Stored data entries
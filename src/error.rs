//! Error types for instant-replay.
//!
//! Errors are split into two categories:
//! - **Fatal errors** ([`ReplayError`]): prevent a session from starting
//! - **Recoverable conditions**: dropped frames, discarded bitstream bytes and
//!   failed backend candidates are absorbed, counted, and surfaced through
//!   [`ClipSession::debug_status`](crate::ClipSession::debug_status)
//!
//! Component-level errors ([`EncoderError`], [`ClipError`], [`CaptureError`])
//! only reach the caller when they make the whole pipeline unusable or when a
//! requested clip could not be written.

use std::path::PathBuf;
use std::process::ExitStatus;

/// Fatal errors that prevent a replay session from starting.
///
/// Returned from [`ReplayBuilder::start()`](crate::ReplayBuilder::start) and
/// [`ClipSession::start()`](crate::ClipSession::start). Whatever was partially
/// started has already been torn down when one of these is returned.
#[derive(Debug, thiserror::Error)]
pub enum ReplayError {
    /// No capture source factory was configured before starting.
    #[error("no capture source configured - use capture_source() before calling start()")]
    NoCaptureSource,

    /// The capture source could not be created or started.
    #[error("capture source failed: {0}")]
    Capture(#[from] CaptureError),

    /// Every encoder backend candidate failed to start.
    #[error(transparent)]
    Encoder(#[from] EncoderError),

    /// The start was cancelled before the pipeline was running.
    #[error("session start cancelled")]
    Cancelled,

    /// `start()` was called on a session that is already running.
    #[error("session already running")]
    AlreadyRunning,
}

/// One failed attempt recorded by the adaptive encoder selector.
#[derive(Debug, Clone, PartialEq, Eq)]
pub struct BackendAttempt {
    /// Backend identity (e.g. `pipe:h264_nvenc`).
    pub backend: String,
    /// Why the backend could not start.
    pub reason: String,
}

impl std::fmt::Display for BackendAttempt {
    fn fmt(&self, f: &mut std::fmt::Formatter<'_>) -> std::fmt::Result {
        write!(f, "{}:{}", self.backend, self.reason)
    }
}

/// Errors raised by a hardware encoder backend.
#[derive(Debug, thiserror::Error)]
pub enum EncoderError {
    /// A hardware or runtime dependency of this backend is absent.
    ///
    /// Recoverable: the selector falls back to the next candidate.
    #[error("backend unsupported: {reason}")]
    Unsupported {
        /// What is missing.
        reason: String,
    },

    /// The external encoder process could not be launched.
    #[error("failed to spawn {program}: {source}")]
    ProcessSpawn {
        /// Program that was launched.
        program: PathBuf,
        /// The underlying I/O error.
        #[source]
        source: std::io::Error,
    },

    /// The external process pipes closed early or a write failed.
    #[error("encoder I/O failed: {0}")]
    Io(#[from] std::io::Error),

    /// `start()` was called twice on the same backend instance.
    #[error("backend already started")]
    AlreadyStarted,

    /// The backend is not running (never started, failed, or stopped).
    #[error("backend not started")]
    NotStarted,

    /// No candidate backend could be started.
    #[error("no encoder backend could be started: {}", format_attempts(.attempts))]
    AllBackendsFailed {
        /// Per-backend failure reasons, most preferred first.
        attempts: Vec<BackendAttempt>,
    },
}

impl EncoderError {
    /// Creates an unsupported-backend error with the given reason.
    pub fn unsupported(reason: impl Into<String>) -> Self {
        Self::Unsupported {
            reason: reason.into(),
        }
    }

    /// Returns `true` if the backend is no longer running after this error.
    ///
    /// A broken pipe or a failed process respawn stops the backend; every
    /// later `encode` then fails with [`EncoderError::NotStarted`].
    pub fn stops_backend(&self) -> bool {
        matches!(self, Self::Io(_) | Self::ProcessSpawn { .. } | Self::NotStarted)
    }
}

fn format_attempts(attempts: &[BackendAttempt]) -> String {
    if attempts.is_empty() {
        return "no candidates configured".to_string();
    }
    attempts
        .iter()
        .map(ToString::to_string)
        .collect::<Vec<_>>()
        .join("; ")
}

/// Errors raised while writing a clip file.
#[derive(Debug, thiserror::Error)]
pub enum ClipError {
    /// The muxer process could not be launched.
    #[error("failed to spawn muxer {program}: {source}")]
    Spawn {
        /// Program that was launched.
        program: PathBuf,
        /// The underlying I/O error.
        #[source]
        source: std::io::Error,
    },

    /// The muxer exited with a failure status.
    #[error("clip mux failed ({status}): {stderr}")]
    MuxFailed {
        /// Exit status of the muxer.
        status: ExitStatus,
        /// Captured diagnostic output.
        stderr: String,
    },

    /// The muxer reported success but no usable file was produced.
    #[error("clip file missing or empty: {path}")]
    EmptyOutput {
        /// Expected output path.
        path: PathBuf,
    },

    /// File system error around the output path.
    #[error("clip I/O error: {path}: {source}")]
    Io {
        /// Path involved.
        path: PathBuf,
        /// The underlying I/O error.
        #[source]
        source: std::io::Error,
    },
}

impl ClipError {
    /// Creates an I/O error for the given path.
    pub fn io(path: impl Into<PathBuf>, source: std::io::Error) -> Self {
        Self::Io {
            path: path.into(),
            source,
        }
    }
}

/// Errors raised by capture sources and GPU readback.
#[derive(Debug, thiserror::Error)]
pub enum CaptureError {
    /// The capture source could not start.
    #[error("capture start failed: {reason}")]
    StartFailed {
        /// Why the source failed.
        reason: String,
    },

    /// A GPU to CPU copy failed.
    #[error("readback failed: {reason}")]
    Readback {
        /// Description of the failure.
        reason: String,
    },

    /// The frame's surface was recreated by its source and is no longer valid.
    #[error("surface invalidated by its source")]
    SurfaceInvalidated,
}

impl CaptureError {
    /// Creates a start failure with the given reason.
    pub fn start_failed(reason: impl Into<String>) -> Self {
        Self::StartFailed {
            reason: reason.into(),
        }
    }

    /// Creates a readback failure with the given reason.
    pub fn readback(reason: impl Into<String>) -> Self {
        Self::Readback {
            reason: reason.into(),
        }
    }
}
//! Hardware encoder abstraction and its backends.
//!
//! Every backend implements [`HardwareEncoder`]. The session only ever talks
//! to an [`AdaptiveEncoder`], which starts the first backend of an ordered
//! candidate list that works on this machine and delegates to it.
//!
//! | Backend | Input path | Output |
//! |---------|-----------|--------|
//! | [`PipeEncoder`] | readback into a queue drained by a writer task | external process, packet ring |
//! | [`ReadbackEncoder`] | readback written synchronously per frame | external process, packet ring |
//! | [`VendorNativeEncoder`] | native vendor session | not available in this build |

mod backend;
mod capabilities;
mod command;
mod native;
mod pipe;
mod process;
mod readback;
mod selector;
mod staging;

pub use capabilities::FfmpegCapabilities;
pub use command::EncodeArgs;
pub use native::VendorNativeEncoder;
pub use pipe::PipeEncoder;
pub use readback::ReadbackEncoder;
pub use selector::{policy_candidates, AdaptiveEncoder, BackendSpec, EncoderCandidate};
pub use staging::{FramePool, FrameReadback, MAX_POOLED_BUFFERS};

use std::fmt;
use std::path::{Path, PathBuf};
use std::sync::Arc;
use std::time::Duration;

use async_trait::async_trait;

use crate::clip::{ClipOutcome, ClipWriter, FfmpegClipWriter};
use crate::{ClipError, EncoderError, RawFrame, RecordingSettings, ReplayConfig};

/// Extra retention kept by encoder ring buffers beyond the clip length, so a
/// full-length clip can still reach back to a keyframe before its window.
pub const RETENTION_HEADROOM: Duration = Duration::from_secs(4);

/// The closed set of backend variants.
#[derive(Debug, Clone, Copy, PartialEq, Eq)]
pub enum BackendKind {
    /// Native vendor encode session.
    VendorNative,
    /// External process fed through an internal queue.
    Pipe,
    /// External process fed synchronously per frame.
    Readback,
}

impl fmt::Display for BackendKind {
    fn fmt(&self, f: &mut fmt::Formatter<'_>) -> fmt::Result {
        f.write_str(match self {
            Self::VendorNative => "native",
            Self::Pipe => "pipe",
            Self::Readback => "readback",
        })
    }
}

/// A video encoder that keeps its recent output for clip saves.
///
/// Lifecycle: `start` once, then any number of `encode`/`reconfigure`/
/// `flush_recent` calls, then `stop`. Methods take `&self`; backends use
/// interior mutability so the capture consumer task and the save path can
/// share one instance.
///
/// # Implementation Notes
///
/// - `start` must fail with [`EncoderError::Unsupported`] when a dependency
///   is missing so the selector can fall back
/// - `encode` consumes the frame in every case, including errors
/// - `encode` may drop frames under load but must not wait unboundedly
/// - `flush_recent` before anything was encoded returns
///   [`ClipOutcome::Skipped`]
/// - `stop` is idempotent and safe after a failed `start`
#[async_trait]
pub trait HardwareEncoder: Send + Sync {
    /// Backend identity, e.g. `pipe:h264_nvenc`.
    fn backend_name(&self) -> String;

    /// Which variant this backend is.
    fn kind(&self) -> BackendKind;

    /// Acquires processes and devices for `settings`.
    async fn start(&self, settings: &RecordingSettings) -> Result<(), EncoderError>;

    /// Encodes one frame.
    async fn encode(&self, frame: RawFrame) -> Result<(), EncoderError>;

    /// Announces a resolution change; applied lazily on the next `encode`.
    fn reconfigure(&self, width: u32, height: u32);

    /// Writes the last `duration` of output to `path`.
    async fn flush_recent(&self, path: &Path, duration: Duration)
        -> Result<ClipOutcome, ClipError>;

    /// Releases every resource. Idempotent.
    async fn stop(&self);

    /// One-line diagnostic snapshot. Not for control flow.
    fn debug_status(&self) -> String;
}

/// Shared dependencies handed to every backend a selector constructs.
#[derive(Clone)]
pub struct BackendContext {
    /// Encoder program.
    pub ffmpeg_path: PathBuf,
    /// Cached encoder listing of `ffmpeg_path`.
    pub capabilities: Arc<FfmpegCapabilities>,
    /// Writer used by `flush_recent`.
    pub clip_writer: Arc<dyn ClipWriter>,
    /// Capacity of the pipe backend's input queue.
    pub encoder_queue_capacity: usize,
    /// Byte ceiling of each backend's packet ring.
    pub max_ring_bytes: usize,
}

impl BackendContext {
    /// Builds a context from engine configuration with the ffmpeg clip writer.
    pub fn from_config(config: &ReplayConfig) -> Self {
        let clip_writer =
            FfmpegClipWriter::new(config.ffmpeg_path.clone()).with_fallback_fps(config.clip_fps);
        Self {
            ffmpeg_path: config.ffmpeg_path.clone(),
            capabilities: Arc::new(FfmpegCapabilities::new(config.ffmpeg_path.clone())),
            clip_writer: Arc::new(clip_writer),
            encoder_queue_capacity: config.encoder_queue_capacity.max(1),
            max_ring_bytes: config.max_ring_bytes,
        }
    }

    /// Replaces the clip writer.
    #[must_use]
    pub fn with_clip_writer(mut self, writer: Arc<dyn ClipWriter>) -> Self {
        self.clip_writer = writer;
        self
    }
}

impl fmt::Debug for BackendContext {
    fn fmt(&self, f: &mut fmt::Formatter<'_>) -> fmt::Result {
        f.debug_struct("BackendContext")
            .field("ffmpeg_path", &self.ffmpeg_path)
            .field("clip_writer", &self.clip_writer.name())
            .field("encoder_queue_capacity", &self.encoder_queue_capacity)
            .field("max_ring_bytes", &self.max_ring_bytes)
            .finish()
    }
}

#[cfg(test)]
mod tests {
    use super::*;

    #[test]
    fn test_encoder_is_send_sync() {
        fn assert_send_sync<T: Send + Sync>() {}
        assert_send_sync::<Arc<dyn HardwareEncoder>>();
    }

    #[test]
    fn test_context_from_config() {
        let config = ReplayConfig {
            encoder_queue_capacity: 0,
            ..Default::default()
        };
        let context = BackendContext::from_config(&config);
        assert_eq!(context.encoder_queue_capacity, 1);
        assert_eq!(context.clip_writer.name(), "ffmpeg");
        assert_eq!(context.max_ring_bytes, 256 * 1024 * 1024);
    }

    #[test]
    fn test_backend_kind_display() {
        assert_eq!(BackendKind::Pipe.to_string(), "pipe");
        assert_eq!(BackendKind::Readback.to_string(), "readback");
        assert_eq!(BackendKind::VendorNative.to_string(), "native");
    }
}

• [EXERCISE OBJECTIVE] From the entries above, return exactly the line containing "Announces a resolution", the line containing "async fn stop(&self);", and all lines between, and nothing else.

• [WRITTEN RESPONSE]
    /// Announces a resolution change; applied lazily on the next `encode`.
    fn reconfigure(&self, width: u32, height: u32);

    /// Writes the last `duration` of output to `path`.
    async fn flush_recent(&self, path: &Path, duration: Duration)
        -> Result<ClipOutcome, ClipError>;

    /// Releases every resource. Idempotent.
    async fn stop(&self);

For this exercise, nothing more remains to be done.